Theule follows the outline of the account: When Kafka meets an unhappy girl in a Berlin park in 1923 and learns her doll is lost, Kafka writes a series of letters from Soupsy, the doll, to Irma, the girl. The real letters and the girl’s identity have been lost to history; the invented letters describe a dazzling variety of adventures for Soupsy. Unfortunately, as the letters increase in excitement, Kafka’s health declines (he would die of tuberculosis in June 1924), and he must find a way to end Soupsy’s adventures in a positive way. In an author’s note, readers learn that Kafka chose to write that Soupsy was getting married. Theule instead opts to send the doll on an Antarctic expedition.

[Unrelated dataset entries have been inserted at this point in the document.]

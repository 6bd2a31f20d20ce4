pub mod dedup_store;
pub mod droid;
pub mod enricher;
#[cfg(test)]
pub mod fakes;
pub mod maps_scraper;
pub mod pipeline;
pub mod session_pool;

pub use dedup_store::*;
pub use droid::*;
pub use enricher::*;
pub use maps_scraper::*;
pub use pipeline::*;
pub use session_pool::*;
use std::fmt;

use serde::{Deserialize, Serialize};
use sha2::{Digest, Sha256};

/// Collapses whitespace runs, trims and lowercases. Applying it twice is a no-op.
pub fn normalize_key(value: &str) -> String {
    value
        .split_whitespace()
        .collect::<Vec<&str>>()
        .join(" ")
        .to_lowercase()
}

/// Dedup key of a business: hex SHA-256 over normalized name and address.
#[derive(Debug, Clone, PartialEq, Eq, Hash, PartialOrd, Ord, Serialize, Deserialize)]
#[serde(transparent)]
pub struct Fingerprint(String);

impl Fingerprint {
    pub fn new(name: &str, address: &str) -> Self {
        let key = format!("{}|{}", normalize_key(name), normalize_key(address));

        let mut hasher = Sha256::new();
        hasher.update(key.as_bytes());
        let digest = hasher.finalize();

        Fingerprint(digest.iter().map(|b| format!("{:02x}", b)).collect())
    }

    /// Wraps a value read back from storage.
    pub fn from_stored(value: String) -> Self {
        Fingerprint(value)
    }

    pub fn as_str(&self) -> &str {
        &self.0
    }
}

impl fmt::Display for Fingerprint {
    fn fmt(&self, f: &mut fmt::Formatter<'_>) -> fmt::Result {
        f.write_str(&self.0)
    }
}
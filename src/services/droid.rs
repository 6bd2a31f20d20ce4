use std::time::Duration;

use async_trait::async_trait;
use itertools::Itertools;
use thirtyfour::prelude::*;

use crate::{
    configuration::BrowserSettings,
    domain::{
        listing::{is_place_url, ListingCard, PlaceDetails},
        search_task::SearchTask,
    },
    error::ScrapeError,
};

const PLACE_LINK_XPATH: &str = r#"//a[contains(@href, "https://www.google.com/maps/place")]"#;
const END_OF_LIST_XPATH: &str = r#"//span[contains(text(), "reached the end of the list")]"#;

const CONSENT_BUTTON_XPATHS: [&str; 4] = [
    r#"//button[@aria-label="Accept all"]"#,
    r#"//button[.//span[text()="Accept all"]]"#,
    r#"//button[.//span[text()="I agree"]]"#,
    r#"//button[@id="L2AGLb"]"#,
];

const NAME_XPATH: &str = r#"//h1[contains(@class, "DUwDvf")]"#;
const ADDRESS_XPATH: &str =
    r#"//button[@data-item-id="address"]//div[contains(@class, "fontBodyMedium")]"#;
const PHONE_XPATH: &str =
    r#"//button[contains(@data-item-id, "phone:tel:")]//div[contains(@class, "fontBodyMedium")]"#;
const RATING_XPATH: &str = r#"//div[contains(@class, "F7nice")]//span[@aria-hidden="true"]"#;
const CATEGORY_XPATH: &str = r#"//button[contains(@class, "DkEaL")]"#;
const WEBSITE_XPATH: &str = r#"//a[@data-item-id="authority"]"#;
const REVIEWS_XPATH: &str = r#"//div[contains(@class, "F7nice")]//span[@aria-label][contains(@aria-label, "review")]"#;
const OPENS_AT_XPATHS: [&str; 2] = [
    r#"//button[contains(@data-item-id, "oh")]//div[contains(@class, "fontBodyMedium")]"#,
    r#"//div[@class="MkV9"]//span[@class="ZDu9vd"]//span[2]"#,
];
const INFO_LINES_XPATH: &str = r#"//div[@class="LTs0Rc"]"#;
const INTRODUCTION_XPATH: &str = r#"//div[@class="WeS02d fontBodyMedium"]//div[@class="PYvSYb "]"#;

const SCROLL_FEED_SCRIPT: &str = r#"
    const feed = document.querySelector('div[role="feed"]');
    if (feed) { feed.scrollTop = feed.scrollHeight; }
"#;

/// The handful of browser operations the scraper needs.
#[async_trait]
pub trait BrowserDriver: Send + Sync + 'static {
    type Handle: Send + Sync + 'static;

    async fn open_session(&self) -> Result<Self::Handle, ScrapeError>;

    /// Loads the search results for a task, getting past the consent wall if shown.
    async fn open_search(&self, handle: &Self::Handle, task: &SearchTask)
        -> Result<(), ScrapeError>;

    /// Result cards currently rendered in the feed, in feed order.
    async fn visible_cards(&self, handle: &Self::Handle) -> Result<Vec<ListingCard>, ScrapeError>;

    /// Scrolls the feed once. Returns true when the feed reports its end.
    async fn scroll_feed(&self, handle: &Self::Handle) -> Result<bool, ScrapeError>;

    async fn read_place(
        &self,
        handle: &Self::Handle,
        card: &ListingCard,
    ) -> Result<PlaceDetails, ScrapeError>;

    async fn close_session(&self, handle: Self::Handle);
}

/// Chrome over WebDriver.
pub struct Droid {
    webdriver_url: String,
    headless: bool,
    navigation_timeout: Duration,
    detail_timeout: Duration,
}

impl Droid {
    pub fn new(settings: &BrowserSettings) -> Self {
        Droid {
            webdriver_url: settings.webdriver_url.clone(),
            headless: settings.headless,
            navigation_timeout: settings.navigation_timeout(),
            detail_timeout: settings.detail_timeout(),
        }
    }

    async fn dismiss_consent(&self, driver: &WebDriver) -> Result<(), ScrapeError> {
        for xpath in CONSENT_BUTTON_XPATHS {
            if let Some(button) = driver.find_all(By::XPath(xpath)).await?.into_iter().next() {
                button.click().await?;
                log::info!("Dismissed consent dialog with {}", xpath);
                tokio::time::sleep(Duration::from_secs(2)).await;
                break;
            }
        }
        Ok(())
    }

    async fn first_text(&self, driver: &WebDriver, xpath: &str) -> Result<String, ScrapeError> {
        match driver.find_all(By::XPath(xpath)).await?.into_iter().next() {
            Some(element) => Ok(element.text().await?),
            None => Ok(String::new()),
        }
    }

    async fn reviews_label(&self, driver: &WebDriver) -> Result<String, ScrapeError> {
        match driver
            .find_all(By::XPath(REVIEWS_XPATH))
            .await?
            .into_iter()
            .next()
        {
            Some(element) => Ok(element.attr("aria-label").await?.unwrap_or_default()),
            None => Ok(String::new()),
        }
    }

    async fn opens_at(&self, driver: &WebDriver) -> Result<String, ScrapeError> {
        for xpath in OPENS_AT_XPATHS {
            let text = self.first_text(driver, xpath).await?;
            if !text.trim().is_empty() {
                return Ok(text);
            }
        }
        Ok(String::new())
    }
}

#[async_trait]
impl BrowserDriver for Droid {
    type Handle = WebDriver;

    async fn open_session(&self) -> Result<WebDriver, ScrapeError> {
        let mut caps = DesiredCapabilities::chrome();
        if self.headless {
            caps.set_headless()?;
        }
        caps.add_arg("--lang=en-US")?;
        caps.add_arg("--window-size=1280,720")?;
        caps.add_arg(&format!("--user-agent={}", fake_user_agent::get_chrome_rua()))?;

        let driver = WebDriver::new(self.webdriver_url.as_str(), caps).await?;
        driver.set_page_load_timeout(self.navigation_timeout).await?;

        Ok(driver)
    }

    async fn open_search(&self, driver: &WebDriver, task: &SearchTask) -> Result<(), ScrapeError> {
        driver.goto(task.search_url().as_str()).await?;
        self.dismiss_consent(driver).await?;

        let has_results = driver
            .query(By::XPath(PLACE_LINK_XPATH))
            .wait(self.detail_timeout, Duration::from_millis(500))
            .exists()
            .await?;
        if !has_results {
            log::warn!("No results rendered for '{}'", task.search_text);
        }

        Ok(())
    }

    async fn visible_cards(&self, driver: &WebDriver) -> Result<Vec<ListingCard>, ScrapeError> {
        let mut cards = vec![];
        for a_tag in driver.find_all(By::XPath(PLACE_LINK_XPATH)).await? {
            let Some(href) = a_tag.attr("href").await? else {
                continue;
            };
            if !is_place_url(&href) {
                continue;
            }
            cards.push(ListingCard {
                place_url: href,
                label: a_tag.attr("aria-label").await?,
            });
        }

        Ok(cards
            .into_iter()
            .unique_by(|card| card.place_url.clone())
            .collect())
    }

    async fn scroll_feed(&self, driver: &WebDriver) -> Result<bool, ScrapeError> {
        driver.execute(SCROLL_FEED_SCRIPT, Vec::new()).await?;
        Ok(!driver
            .find_all(By::XPath(END_OF_LIST_XPATH))
            .await?
            .is_empty())
    }

    async fn read_place(
        &self,
        driver: &WebDriver,
        card: &ListingCard,
    ) -> Result<PlaceDetails, ScrapeError> {
        driver.goto(card.place_url.as_str()).await?;

        let name = match driver
            .query(By::XPath(NAME_XPATH))
            .wait(self.detail_timeout, Duration::from_millis(250))
            .first()
            .await
        {
            Ok(element) => element.text().await?,
            Err(e) => {
                log::warn!("Place name never rendered on {}: {}", card.place_url, e);
                String::new()
            }
        };

        let website = match driver
            .find_all(By::XPath(WEBSITE_XPATH))
            .await?
            .into_iter()
            .next()
        {
            Some(a_tag) => a_tag.attr("href").await?.unwrap_or_default(),
            None => String::new(),
        };

        let mut service_lines = vec![];
        for line in driver.find_all(By::XPath(INFO_LINES_XPATH)).await? {
            service_lines.push(line.text().await?);
        }

        Ok(PlaceDetails {
            name,
            address: self.first_text(driver, ADDRESS_XPATH).await?,
            phone: self.first_text(driver, PHONE_XPATH).await?,
            rating: self.first_text(driver, RATING_XPATH).await?,
            category: self.first_text(driver, CATEGORY_XPATH).await?,
            website,
            reviews_count: self.reviews_label(driver).await?,
            opens_at: self.opens_at(driver).await?,
            service_lines,
            introduction: self.first_text(driver, INTRODUCTION_XPATH).await?,
        })
    }

    async fn close_session(&self, driver: WebDriver) {
        if let Err(e) = driver.quit().await {
            log::warn!("Failed to quit browser session: {}", e);
        }
    }
}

Irma gets the message that she can do anything, and the final image shows her riding a camel, a copy of Metamorphosis peeking from a satchel. While kids may not care about Kafka, the short relationship between the writer and the little girl will keep their interest. Realizing that an adult can care so much about a child met in the park is empowering. The stylized illustrations, especially those set in the chilly Berlin fall, resemble woodcuts with a German expressionist look. The doll’s adventures look a little sweeter, with more red and blue added to the brown palette of the German scenes. (This book was reviewed digitally with 10.5-by-17-inch double-page spreads viewed at 23% of actual size.)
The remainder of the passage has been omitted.